Count every line of these entries that holds the word "Validation", and reply with the number only.

◇ ◇ ◇

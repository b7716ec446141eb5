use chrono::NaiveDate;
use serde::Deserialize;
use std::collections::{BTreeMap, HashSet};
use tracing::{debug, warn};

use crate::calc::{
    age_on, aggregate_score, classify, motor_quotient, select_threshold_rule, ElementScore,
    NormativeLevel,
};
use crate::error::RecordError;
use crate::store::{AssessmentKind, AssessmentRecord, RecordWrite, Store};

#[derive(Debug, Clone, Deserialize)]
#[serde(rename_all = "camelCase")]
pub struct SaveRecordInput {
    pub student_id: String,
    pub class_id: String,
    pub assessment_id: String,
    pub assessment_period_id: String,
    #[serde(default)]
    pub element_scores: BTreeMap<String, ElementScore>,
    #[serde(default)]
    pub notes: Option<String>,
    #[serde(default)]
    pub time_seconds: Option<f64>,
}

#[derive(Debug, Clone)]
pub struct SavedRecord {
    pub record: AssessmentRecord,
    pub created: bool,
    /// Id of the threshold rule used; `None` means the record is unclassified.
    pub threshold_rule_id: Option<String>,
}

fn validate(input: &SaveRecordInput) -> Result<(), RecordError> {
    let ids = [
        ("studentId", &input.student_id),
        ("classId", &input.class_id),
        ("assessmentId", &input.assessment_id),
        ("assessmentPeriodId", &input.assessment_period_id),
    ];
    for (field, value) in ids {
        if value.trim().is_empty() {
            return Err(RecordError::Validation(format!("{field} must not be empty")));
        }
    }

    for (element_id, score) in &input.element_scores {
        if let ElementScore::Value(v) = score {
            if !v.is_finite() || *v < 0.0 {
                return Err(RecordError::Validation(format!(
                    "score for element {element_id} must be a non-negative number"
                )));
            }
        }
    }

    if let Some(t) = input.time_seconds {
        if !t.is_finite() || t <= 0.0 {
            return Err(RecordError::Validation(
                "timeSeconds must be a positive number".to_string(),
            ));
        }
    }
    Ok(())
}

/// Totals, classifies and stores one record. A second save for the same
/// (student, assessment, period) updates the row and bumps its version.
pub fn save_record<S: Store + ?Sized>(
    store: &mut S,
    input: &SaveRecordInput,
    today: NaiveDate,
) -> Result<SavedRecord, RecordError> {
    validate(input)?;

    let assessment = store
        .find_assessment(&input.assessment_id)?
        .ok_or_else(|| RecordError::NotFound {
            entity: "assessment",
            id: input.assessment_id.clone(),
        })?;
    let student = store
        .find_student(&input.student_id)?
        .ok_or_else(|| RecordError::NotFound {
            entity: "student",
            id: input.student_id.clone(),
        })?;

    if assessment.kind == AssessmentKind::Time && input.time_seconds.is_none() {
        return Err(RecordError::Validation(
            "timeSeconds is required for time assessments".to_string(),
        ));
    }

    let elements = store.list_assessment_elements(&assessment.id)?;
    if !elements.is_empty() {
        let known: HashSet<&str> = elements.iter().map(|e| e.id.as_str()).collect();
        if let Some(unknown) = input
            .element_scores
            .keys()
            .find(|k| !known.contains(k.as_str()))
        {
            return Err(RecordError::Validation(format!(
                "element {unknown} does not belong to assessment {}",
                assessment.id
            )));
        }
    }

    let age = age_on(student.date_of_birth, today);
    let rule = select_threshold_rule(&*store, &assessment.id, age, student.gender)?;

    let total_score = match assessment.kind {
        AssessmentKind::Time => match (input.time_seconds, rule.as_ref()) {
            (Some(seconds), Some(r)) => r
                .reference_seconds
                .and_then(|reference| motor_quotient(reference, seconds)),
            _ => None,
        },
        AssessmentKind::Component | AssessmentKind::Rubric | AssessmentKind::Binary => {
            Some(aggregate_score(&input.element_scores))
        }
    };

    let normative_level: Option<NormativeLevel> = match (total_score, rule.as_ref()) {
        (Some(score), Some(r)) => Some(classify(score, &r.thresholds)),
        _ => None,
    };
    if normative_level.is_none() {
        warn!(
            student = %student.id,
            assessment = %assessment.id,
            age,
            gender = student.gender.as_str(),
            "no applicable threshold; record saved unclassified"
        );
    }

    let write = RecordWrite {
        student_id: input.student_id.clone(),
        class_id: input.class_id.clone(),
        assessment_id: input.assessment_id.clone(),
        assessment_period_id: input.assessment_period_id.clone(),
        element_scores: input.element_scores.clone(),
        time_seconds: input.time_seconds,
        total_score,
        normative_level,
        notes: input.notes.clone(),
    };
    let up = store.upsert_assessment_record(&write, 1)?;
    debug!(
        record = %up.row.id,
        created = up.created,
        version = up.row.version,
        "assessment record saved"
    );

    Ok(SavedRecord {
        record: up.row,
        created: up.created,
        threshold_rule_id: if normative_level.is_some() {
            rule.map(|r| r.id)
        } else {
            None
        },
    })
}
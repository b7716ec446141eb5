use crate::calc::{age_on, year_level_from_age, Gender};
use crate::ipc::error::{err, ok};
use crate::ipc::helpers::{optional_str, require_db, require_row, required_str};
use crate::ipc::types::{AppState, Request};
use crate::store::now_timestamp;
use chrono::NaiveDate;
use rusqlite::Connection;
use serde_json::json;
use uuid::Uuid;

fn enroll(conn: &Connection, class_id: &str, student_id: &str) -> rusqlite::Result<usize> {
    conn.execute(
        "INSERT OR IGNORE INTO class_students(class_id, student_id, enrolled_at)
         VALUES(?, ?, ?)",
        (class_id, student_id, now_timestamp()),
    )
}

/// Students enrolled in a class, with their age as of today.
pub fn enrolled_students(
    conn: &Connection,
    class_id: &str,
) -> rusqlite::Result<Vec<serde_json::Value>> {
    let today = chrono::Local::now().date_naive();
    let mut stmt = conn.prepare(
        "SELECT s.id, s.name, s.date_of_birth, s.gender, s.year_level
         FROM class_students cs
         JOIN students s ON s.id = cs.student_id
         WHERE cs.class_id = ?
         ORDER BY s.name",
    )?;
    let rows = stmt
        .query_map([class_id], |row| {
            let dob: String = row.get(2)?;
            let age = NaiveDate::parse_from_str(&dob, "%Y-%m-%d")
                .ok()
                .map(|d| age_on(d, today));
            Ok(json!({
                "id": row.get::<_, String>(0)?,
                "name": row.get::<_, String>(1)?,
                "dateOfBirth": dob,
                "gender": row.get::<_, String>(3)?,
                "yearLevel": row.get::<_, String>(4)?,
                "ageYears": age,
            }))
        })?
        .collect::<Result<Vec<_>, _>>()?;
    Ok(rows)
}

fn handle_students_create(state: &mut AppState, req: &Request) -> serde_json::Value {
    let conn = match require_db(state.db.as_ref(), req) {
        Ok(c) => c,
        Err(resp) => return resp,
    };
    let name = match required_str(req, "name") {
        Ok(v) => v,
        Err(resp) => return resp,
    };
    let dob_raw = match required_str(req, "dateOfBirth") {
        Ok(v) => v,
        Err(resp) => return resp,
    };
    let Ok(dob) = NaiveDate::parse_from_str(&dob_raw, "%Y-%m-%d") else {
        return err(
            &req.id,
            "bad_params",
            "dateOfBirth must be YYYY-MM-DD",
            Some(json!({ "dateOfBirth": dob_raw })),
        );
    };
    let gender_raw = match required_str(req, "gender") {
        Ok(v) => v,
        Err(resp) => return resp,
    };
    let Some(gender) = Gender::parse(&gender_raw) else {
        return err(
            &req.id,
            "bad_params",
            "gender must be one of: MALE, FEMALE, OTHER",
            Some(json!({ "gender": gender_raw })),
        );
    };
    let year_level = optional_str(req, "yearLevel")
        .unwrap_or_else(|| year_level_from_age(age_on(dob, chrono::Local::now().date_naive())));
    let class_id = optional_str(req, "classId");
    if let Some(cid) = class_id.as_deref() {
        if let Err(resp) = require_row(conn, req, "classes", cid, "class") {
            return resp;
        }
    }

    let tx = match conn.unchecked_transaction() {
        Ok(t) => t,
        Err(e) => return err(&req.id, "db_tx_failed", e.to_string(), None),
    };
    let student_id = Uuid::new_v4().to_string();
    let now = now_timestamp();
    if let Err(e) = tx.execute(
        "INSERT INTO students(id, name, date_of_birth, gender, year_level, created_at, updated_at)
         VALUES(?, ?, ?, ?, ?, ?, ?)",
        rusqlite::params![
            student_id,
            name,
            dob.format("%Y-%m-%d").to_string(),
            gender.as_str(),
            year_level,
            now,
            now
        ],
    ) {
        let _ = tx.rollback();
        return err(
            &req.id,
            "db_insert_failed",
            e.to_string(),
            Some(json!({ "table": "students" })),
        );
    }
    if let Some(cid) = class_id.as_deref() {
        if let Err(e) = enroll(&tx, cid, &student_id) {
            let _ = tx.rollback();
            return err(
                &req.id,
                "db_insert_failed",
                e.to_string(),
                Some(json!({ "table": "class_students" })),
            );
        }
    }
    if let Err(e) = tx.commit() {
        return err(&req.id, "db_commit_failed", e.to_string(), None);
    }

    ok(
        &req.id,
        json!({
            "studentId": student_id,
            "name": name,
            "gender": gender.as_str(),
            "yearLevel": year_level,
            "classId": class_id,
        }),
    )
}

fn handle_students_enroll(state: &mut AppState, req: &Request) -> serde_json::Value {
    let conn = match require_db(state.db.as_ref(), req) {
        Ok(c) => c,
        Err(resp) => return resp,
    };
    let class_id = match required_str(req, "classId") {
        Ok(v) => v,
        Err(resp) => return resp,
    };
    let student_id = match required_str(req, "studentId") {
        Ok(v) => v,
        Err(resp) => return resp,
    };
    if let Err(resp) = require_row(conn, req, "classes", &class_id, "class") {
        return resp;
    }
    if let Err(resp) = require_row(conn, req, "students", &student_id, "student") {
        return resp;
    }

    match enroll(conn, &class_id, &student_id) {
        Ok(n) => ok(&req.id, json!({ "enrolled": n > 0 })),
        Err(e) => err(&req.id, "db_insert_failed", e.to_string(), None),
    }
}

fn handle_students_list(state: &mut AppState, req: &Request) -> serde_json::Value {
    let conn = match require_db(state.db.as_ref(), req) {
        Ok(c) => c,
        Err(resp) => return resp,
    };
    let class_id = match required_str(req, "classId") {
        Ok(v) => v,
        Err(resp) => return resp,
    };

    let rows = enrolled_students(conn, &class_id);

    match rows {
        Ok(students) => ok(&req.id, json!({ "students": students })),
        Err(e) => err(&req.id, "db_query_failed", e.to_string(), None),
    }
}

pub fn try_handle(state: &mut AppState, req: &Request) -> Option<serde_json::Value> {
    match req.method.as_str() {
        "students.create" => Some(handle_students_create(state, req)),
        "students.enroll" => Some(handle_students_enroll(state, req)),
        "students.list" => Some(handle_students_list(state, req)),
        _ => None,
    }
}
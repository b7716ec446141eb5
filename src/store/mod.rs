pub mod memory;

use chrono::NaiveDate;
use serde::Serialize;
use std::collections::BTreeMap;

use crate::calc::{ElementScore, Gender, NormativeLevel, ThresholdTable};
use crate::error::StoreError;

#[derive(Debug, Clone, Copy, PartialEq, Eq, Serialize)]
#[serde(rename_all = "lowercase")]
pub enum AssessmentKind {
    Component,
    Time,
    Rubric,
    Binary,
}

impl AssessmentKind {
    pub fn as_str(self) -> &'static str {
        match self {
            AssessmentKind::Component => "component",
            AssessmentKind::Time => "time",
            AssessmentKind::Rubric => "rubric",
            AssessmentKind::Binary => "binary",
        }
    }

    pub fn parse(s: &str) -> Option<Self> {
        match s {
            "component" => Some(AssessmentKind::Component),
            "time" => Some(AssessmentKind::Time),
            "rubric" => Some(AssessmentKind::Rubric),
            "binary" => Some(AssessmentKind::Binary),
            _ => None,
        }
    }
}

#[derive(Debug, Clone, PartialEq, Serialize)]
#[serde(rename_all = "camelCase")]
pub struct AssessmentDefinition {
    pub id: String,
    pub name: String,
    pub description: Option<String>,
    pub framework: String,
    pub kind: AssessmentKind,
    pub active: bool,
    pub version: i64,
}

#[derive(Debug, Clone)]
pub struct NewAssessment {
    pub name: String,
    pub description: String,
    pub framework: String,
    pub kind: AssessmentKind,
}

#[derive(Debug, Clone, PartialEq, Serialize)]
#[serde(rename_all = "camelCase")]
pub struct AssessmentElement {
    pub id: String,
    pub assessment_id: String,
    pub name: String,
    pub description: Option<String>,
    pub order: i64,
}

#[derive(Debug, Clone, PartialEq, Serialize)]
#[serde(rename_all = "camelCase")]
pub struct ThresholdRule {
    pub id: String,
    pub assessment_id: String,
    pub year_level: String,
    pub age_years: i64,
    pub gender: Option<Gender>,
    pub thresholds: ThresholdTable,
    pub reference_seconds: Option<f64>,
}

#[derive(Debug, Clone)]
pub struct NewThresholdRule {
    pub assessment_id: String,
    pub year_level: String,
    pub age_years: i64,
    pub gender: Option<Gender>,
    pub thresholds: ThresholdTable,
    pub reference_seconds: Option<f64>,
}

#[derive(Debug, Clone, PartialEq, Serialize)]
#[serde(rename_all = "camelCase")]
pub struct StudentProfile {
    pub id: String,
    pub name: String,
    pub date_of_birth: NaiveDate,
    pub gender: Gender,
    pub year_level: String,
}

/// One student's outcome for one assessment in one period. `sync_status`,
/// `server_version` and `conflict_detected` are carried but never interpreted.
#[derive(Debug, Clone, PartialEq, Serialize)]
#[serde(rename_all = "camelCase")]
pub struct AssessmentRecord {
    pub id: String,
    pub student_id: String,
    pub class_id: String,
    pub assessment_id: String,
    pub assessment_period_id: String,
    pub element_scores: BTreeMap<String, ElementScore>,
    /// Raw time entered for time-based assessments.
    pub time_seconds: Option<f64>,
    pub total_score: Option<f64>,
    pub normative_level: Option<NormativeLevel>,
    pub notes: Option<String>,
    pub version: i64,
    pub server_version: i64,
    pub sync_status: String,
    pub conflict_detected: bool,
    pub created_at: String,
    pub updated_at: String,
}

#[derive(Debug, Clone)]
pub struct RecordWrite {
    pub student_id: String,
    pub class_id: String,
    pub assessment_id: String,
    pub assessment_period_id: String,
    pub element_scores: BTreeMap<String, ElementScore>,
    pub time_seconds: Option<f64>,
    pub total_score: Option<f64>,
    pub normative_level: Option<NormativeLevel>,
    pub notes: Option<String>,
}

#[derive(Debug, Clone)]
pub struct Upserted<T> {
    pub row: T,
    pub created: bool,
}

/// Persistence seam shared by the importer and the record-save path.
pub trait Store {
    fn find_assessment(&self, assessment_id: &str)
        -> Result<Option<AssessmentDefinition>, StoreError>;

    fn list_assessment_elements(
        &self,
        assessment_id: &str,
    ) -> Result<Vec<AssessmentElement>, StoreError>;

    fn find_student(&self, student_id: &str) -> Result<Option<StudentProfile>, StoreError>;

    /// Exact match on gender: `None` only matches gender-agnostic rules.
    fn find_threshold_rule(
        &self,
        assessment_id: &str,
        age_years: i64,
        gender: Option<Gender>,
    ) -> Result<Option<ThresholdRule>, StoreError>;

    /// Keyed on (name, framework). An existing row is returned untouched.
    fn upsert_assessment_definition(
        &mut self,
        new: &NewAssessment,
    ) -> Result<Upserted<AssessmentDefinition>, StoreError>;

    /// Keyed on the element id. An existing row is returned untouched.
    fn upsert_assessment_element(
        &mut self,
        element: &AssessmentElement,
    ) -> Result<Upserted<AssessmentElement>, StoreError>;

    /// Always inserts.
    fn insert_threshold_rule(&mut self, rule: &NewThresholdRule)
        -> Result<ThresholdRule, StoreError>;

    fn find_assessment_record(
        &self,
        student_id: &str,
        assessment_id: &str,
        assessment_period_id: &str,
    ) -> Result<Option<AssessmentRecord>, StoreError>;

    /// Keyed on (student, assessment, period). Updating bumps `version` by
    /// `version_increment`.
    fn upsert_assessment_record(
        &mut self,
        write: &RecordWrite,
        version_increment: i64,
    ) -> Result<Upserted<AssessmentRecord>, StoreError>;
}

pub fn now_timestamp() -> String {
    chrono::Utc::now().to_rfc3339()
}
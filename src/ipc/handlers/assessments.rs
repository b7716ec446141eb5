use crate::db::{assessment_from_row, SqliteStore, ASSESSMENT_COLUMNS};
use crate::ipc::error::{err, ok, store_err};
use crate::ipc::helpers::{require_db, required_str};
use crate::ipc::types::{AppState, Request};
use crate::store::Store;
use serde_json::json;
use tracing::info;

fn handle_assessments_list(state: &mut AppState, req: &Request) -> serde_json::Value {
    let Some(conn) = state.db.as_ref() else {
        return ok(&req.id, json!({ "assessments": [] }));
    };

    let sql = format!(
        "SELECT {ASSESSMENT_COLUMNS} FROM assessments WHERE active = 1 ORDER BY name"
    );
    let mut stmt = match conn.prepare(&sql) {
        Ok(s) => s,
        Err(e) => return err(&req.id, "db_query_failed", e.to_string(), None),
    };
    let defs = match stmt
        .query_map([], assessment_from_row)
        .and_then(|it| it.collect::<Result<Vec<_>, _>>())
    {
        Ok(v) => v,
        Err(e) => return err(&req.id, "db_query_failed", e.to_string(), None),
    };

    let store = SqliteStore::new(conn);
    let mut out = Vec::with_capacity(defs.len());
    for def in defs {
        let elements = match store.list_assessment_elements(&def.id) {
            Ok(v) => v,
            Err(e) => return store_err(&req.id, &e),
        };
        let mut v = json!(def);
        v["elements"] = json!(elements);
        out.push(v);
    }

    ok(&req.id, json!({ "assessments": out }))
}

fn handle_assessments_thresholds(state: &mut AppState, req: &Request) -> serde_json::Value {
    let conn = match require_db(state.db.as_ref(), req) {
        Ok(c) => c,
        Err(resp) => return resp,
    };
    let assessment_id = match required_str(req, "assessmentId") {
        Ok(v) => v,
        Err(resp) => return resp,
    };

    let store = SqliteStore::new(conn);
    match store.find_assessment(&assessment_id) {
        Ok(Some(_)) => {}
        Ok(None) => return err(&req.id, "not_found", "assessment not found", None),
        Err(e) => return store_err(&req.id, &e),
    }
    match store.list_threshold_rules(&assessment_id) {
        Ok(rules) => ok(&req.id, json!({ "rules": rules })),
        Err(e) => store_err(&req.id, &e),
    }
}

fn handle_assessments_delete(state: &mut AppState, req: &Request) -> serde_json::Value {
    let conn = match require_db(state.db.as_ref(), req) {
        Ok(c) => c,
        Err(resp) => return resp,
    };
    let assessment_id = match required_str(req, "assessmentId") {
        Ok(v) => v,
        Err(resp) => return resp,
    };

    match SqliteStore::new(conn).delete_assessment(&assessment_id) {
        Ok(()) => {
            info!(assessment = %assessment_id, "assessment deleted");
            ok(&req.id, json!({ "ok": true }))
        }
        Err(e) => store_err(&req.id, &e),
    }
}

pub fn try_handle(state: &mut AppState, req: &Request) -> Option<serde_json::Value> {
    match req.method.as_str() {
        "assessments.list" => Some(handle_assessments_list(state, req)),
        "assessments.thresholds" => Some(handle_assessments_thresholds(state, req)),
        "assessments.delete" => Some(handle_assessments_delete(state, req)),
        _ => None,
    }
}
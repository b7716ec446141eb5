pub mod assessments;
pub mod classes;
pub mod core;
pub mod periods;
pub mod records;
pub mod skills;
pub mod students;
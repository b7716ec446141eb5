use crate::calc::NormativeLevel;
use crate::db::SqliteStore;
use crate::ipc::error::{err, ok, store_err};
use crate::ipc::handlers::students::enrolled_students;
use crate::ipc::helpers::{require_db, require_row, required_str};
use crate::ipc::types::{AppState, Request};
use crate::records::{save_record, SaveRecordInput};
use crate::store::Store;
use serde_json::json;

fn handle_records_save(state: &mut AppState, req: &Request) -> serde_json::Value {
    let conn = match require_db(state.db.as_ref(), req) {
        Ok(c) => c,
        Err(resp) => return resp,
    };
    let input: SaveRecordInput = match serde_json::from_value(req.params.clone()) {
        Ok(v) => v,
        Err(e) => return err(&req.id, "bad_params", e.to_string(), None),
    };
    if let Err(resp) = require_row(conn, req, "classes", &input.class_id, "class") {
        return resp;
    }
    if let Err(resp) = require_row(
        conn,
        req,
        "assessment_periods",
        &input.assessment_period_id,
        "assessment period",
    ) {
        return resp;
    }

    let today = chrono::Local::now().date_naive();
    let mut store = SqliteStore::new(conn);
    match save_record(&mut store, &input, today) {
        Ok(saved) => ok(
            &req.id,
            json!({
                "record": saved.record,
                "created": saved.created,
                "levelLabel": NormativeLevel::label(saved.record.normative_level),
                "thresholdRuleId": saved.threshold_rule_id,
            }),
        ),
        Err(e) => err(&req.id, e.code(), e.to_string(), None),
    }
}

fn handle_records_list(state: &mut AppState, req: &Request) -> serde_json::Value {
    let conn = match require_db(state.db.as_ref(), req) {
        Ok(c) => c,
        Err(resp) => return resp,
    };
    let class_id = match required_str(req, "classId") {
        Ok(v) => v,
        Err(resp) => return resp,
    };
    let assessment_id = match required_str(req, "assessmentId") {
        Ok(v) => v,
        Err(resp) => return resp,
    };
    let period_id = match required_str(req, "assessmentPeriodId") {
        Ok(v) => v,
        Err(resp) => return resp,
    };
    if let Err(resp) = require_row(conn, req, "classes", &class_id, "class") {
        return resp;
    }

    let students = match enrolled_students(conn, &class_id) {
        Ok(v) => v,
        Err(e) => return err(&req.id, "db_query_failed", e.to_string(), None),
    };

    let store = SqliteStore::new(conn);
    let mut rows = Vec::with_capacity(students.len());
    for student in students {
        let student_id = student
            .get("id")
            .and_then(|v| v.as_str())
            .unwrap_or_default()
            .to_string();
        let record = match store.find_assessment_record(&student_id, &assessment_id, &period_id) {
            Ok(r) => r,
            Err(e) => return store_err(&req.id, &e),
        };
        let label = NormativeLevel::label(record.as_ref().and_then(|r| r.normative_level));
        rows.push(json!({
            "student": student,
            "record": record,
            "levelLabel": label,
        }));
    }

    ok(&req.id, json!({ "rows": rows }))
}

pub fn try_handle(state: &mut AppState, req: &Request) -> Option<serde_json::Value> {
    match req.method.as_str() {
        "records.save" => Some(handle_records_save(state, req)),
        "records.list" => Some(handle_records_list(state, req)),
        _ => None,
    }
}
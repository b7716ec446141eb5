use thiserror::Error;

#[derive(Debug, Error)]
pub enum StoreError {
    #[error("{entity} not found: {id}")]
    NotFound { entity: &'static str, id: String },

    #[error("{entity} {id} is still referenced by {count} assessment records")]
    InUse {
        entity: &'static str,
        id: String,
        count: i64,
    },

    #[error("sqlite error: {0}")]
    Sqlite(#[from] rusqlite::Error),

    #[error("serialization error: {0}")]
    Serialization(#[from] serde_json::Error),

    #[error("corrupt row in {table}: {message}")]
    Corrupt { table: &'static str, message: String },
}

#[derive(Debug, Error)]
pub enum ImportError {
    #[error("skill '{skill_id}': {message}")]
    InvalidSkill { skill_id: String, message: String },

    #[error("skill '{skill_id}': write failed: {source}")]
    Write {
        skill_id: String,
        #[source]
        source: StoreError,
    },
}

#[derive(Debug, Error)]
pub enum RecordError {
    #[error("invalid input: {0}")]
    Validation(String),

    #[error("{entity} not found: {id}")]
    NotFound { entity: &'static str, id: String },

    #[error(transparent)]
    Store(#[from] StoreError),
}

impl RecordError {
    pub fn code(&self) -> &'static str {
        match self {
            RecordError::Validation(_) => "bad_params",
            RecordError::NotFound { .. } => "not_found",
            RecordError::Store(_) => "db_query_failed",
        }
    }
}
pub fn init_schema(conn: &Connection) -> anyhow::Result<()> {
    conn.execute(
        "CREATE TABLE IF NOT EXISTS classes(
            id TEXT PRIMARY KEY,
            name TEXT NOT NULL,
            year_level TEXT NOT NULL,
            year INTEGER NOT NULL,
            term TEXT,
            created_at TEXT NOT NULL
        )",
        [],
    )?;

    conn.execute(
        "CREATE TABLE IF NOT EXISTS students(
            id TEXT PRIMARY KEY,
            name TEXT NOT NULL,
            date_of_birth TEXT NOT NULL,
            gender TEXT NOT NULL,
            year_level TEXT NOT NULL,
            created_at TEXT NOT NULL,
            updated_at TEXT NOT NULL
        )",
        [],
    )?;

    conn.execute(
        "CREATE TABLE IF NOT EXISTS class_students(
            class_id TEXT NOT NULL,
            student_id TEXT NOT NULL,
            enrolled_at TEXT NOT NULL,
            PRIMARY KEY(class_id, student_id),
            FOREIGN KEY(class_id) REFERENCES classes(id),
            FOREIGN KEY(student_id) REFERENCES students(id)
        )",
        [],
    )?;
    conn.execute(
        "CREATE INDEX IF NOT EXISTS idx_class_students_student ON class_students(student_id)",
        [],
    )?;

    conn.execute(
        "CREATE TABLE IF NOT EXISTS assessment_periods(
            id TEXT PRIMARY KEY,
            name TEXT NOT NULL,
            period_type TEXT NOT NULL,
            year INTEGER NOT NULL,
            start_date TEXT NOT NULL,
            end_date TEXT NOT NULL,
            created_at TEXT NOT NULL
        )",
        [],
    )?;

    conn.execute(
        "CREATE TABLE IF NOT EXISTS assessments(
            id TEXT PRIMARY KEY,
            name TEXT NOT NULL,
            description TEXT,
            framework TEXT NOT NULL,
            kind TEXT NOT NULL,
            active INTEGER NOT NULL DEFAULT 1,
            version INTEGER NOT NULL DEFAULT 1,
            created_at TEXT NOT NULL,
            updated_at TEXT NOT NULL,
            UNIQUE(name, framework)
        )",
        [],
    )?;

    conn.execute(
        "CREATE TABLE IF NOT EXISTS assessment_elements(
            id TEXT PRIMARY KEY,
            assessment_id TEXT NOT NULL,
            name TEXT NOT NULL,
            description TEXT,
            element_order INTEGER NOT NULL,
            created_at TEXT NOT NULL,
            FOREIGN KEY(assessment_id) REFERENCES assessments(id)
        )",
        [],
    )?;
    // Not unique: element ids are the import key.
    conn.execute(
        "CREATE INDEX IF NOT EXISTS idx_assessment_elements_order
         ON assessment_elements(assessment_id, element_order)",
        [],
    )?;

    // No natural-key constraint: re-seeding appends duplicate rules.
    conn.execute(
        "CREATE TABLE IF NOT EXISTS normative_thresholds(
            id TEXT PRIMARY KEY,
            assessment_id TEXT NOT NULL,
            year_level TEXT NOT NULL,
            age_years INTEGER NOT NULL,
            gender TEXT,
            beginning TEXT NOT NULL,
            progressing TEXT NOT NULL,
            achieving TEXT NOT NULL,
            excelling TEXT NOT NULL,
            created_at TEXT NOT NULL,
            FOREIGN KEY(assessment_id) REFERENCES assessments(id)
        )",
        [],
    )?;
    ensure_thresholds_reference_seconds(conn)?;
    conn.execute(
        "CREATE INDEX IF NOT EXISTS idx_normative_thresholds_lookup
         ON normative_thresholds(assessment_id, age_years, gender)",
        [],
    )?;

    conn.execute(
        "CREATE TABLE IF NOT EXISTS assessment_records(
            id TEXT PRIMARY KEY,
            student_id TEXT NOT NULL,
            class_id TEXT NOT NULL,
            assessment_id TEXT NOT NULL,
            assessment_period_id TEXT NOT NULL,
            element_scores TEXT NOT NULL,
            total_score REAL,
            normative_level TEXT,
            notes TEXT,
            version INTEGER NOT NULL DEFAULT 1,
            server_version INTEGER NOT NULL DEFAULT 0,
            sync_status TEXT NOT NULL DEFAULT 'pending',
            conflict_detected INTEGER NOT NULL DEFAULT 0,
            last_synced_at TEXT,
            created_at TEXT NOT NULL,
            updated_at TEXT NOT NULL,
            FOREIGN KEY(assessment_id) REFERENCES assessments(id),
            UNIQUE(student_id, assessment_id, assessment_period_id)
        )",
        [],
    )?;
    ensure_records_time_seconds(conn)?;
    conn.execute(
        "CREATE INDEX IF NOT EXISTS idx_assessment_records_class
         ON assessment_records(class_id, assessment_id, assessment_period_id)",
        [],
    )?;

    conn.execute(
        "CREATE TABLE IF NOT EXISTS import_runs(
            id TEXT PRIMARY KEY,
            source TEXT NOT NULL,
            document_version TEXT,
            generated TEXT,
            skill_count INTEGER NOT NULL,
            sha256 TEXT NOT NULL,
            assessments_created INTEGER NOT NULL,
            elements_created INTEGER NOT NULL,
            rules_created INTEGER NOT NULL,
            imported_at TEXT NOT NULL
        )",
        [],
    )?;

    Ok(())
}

◇ ◇ ◇

* [Written response] 7